[MATERIAL PROVIDED — start]
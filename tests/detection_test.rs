//! End-to-end detection tests over the public API.
//!
//! Each scenario builds a synthetic pupil-confidence trace and checks that
//! the streaming and batch paths agree on where the blink edges are.

use nictate::core::{BatchBlinkRecalculator, BlinkRateTracker, RecalcError, StreamingBlinkDetector};
use nictate::recalc::{RecalcRequest, RecalcScheduler};
use nictate::source::{BlinkPhase, PupilSample, Recording, Speed};
use std::time::Duration;

/// One second of 100 Hz confidence with a blink dip on [0.3, 0.7).
fn blink_trace() -> Vec<PupilSample> {
    Recording::synthetic_blink(100.0, 1.0, 0.3, 0.7, 0.1)
        .samples()
        .to_vec()
}

/// A flat trace with no blink in it.
fn steady_trace(rate_hz: f64, duration_secs: f64, confidence: f64) -> Vec<PupilSample> {
    let count = (rate_hz * duration_secs).round() as usize;
    (0..count)
        .map(|i| PupilSample::new(i as f64 / rate_hz, confidence))
        .collect()
}

// ============================================================================
// STREAMING DETECTION TESTS
// ============================================================================

#[test]
fn test_streaming_detects_onset_then_offset() {
    let mut detector = StreamingBlinkDetector::new(0.2, 0.5, 0.5);

    let mut events = Vec::new();
    for sample in blink_trace() {
        if let Some(event) = detector.ingest(&[sample]) {
            events.push(event);
        }
    }

    let first = events.first().expect("the dip should produce events");
    assert_eq!(first.phase, BlinkPhase::Onset);
    assert!(first.confidence > 0.5 && first.confidence <= 1.0);
    assert!((first.timestamp - 0.3).abs() < 0.08);
    assert!(!first.base_data.is_empty());

    let offset = events
        .iter()
        .find(|e| e.phase == BlinkPhase::Offset)
        .expect("the recovery should produce an offset");
    assert!((offset.timestamp - 0.7).abs() < 0.08);

    // The closing edge is fully reported before the opening edge starts.
    let last_onset = events
        .iter()
        .rposition(|e| e.phase == BlinkPhase::Onset)
        .unwrap();
    let first_offset = events
        .iter()
        .position(|e| e.phase == BlinkPhase::Offset)
        .unwrap();
    assert!(last_onset < first_offset);
}

#[test]
fn test_streaming_stays_silent_on_flat_confidence() {
    let mut detector = StreamingBlinkDetector::new(0.2, 0.5, 0.5);

    for sample in steady_trace(50.0, 2.0, 0.9) {
        assert!(detector.ingest(&[sample]).is_none());
    }
}

#[test]
fn test_streaming_first_event_waits_for_full_window() {
    let mut detector = StreamingBlinkDetector::new(0.2, 0.5, 0.5);

    // Low confidence for the first 50 ms, then a sharp recovery. The rise
    // is inside the warm-up, so nothing may fire until the window spans
    // the whole history length.
    let samples: Vec<PupilSample> = (0..=20)
        .map(|i| {
            let t = i as f64 / 100.0;
            let c = if t < 0.05 { 0.1 } else { 1.0 };
            PupilSample::new(t, c)
        })
        .collect();

    for sample in &samples[..20] {
        assert!(detector.ingest(std::slice::from_ref(sample)).is_none());
    }

    let event = detector
        .ingest(&samples[20..])
        .expect("a spanning window should report the recovery");
    assert_eq!(event.phase, BlinkPhase::Offset);
    assert!((event.timestamp - 0.10).abs() < 1e-9);
}

// ============================================================================
// BATCH RECALCULATION TESTS
// ============================================================================

#[test]
fn test_batch_classifies_blink_edges() {
    let mut recalculator = BatchBlinkRecalculator::new();
    let curve = recalculator
        .recalculate(&blink_trace(), 0.2, 0.5, 0.5)
        .expect("canonical trace should recalculate");

    assert_eq!(curve.filter_size, 20);
    assert_eq!(curve.len(), 100);

    // Falling edge labels around the dip start, rising edge around the end.
    assert!(curve.classification[28..=32].iter().all(|&c| c == -1));
    assert!(curve.classification[68..=72].iter().all(|&c| c == 1));

    // Flat stretches stay unlabeled.
    assert!(curve.classification[11..=24].iter().all(|&c| c == 0));
    assert!(curve.classification[36..=64].iter().all(|&c| c == 0));
    assert!(curve.classification[76..=90].iter().all(|&c| c == 0));

    // Response peaks sit on the edges themselves.
    assert!((curve.filter_response[30] + 1.0).abs() < 1e-9);
    assert!((curve.filter_response[70] - 1.0).abs() < 1e-9);

    let events = curve.events();
    assert_eq!(events.len(), 2);
    assert_eq!(events[0].phase, BlinkPhase::Onset);
    assert!((events[0].timestamp - 0.30).abs() < 1e-9);
    assert!(events[0].confidence > 0.9);
    assert_eq!(events[1].phase, BlinkPhase::Offset);
    assert!((events[1].timestamp - 0.70).abs() < 1e-9);
}

#[test]
fn test_batch_never_classifies_partial_overlap_zones() {
    let mut recalculator = BatchBlinkRecalculator::new();
    let curve = recalculator
        .recalculate(&blink_trace(), 0.2, 0.5, 0.5)
        .expect("canonical trace should recalculate");

    // Zero padding leaves large responses at the array ends. They stay in
    // the curve for plotting, but must never be labeled as blink edges.
    assert!(curve.filter_response[0] > 0.5);
    assert!(curve.filter_response[99] < -0.5);
    assert!(curve.classification[..10].iter().all(|&c| c == 0));
    assert!(curve.classification[91..].iter().all(|&c| c == 0));
}

#[test]
fn test_batch_flat_confidence_yields_no_labels() {
    let mut recalculator = BatchBlinkRecalculator::new();
    let curve = recalculator
        .recalculate(&steady_trace(50.0, 2.0, 0.9), 0.2, 0.5, 0.5)
        .expect("flat trace should recalculate");

    assert_eq!(curve.filter_size, 10);
    assert!(curve.classification.iter().all(|&c| c == 0));
    assert!(curve.events().is_empty());
    // Interior responses cancel exactly on a constant signal.
    assert!(curve.filter_response[5..=95].iter().all(|r| r.abs() < 1e-9));
}

#[test]
fn test_batch_recalculation_is_deterministic() {
    let samples = blink_trace();
    let mut recalculator = BatchBlinkRecalculator::new();

    let first = recalculator
        .recalculate(&samples, 0.2, 0.5, 0.5)
        .expect("recalculate")
        .clone();
    let second = recalculator
        .recalculate(&samples, 0.2, 0.5, 0.5)
        .expect("recalculate")
        .clone();

    assert_eq!(first.filter_response, second.filter_response);
    assert_eq!(first.classification, second.classification);
    assert_eq!(first.timestamps, second.timestamps);
    assert_eq!(second.generation, first.generation + 1);
}

// ============================================================================
// WINDOW SIZING TESTS
// ============================================================================

#[test]
fn test_short_history_on_slow_stream_still_works() {
    // 30 Hz at the minimum history length gives a 3-sample kernel.
    let mut recalculator = BatchBlinkRecalculator::new();
    let curve = recalculator
        .recalculate(&steady_trace(30.0, 1.0, 0.9), 0.1, 0.5, 0.5)
        .expect("3-sample kernel is valid");
    assert_eq!(curve.filter_size, 3);
}

#[test]
fn test_long_history_on_fast_stream_still_works() {
    // 200 Hz at the maximum history length gives a 101-sample kernel.
    let mut recalculator = BatchBlinkRecalculator::new();
    let curve = recalculator
        .recalculate(&steady_trace(200.0, 1.0, 0.9), 0.5, 0.5, 0.5)
        .expect("101-sample kernel is valid");
    assert_eq!(curve.filter_size, 101);
}

#[test]
fn test_degenerate_window_is_rejected() {
    let mut recalculator = BatchBlinkRecalculator::new();

    // 10 samples over 0.9 s with a 0.1 s history rounds to a single tap.
    let err = recalculator
        .recalculate(&steady_trace(10.0, 1.0, 0.9), 0.1, 0.5, 0.5)
        .unwrap_err();
    assert_eq!(err, RecalcError::DegenerateWindow { filter_size: 1 });

    let pair = vec![PupilSample::new(0.0, 0.9), PupilSample::new(1.0, 0.9)];
    let err = recalculator.recalculate(&pair, 0.2, 0.5, 0.5).unwrap_err();
    assert_eq!(err, RecalcError::DegenerateWindow { filter_size: 0 });
}

#[test]
fn test_too_little_data_is_rejected() {
    let mut recalculator = BatchBlinkRecalculator::new();

    let err = recalculator.recalculate(&[], 0.2, 0.5, 0.5).unwrap_err();
    assert_eq!(err, RecalcError::InsufficientData { sample_count: 0 });

    let one = vec![PupilSample::new(0.0, 0.9)];
    let err = recalculator.recalculate(&one, 0.2, 0.5, 0.5).unwrap_err();
    assert_eq!(err, RecalcError::InsufficientData { sample_count: 1 });

    // Two samples on the same instant span no time at all.
    let stacked = vec![PupilSample::new(1.0, 0.9), PupilSample::new(1.0, 0.8)];
    let err = recalculator
        .recalculate(&stacked, 0.2, 0.5, 0.5)
        .unwrap_err();
    assert_eq!(err, RecalcError::InsufficientData { sample_count: 2 });
}

// ============================================================================
// PIPELINE TESTS
// ============================================================================

#[test]
fn test_scheduler_matches_direct_recalculation() {
    let samples = blink_trace();

    let scheduler = RecalcScheduler::new(Duration::from_millis(50));
    assert!(scheduler.request(RecalcRequest {
        samples: samples.clone(),
        history_length: 0.2,
        onset_confidence_threshold: 0.5,
        offset_confidence_threshold: 0.5,
    }));

    let outcome = scheduler
        .outcomes()
        .recv_timeout(Duration::from_secs(2))
        .expect("scheduler should produce an outcome");
    let scheduled = outcome.expect("canonical trace should recalculate");

    let mut recalculator = BatchBlinkRecalculator::new();
    let direct = recalculator
        .recalculate(&samples, 0.2, 0.5, 0.5)
        .expect("recalculate");

    assert_eq!(scheduled.filter_response, direct.filter_response);
    assert_eq!(scheduled.classification, direct.classification);
    assert_eq!(scheduled.events().len(), 2);

    scheduler.shutdown();
}

#[test]
fn test_replayed_recording_drives_the_detector() {
    let recording = Recording::synthetic_blink(100.0, 1.0, 0.3, 0.7, 0.1);
    let receiver = recording.stream(Speed::Burst);

    let mut detector = StreamingBlinkDetector::new(0.2, 0.5, 0.5);
    let mut phases = Vec::new();
    for sample in receiver {
        if let Some(event) = detector.ingest(&[sample]) {
            phases.push(event.phase);
        }
    }

    assert!(phases.contains(&BlinkPhase::Onset));
    assert!(phases.contains(&BlinkPhase::Offset));
}

#[test]
fn test_rate_tracker_pairs_streaming_events() {
    let mut detector = StreamingBlinkDetector::new(0.2, 0.5, 0.5);
    let mut tracker = BlinkRateTracker::new(300.0);

    let mut completed = Vec::new();
    for sample in blink_trace() {
        if let Some(event) = detector.ingest(&[sample]) {
            if let Some(blink) = tracker.record(&event) {
                completed.push(blink);
            }
        }
    }

    assert_eq!(completed.len(), 1);
    assert_eq!(tracker.completed_count(), 1);
    // First onset to first offset, midpoint timestamps 0.4 s apart.
    assert!((completed[0].duration - 0.4).abs() < 0.05);
    let mean = tracker.mean_duration().expect("one completed blink");
    assert!((mean - completed[0].duration).abs() < 1e-12);
}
[MATERIAL PROVIDED — finish]
→ EXERCISE:
Copy out the entries exactly. Begin at the first line and end with the line that has "use std::time::Duration;".

→ ANSWER TO THIS TASK:
filename tests/detection_test.rs
//! End-to-end detection tests over the public API.
//!
//! Each scenario builds a synthetic pupil-confidence trace and checks that
//! the streaming and batch paths agree on where the blink edges are.

use nictate::core::{BatchBlinkRecalculator, BlinkRateTracker, RecalcError, StreamingBlinkDetector};
use nictate::recalc::{RecalcRequest, RecalcScheduler};
use nictate::source::{BlinkPhase, PupilSample, Recording, Speed};
use std::time::Duration;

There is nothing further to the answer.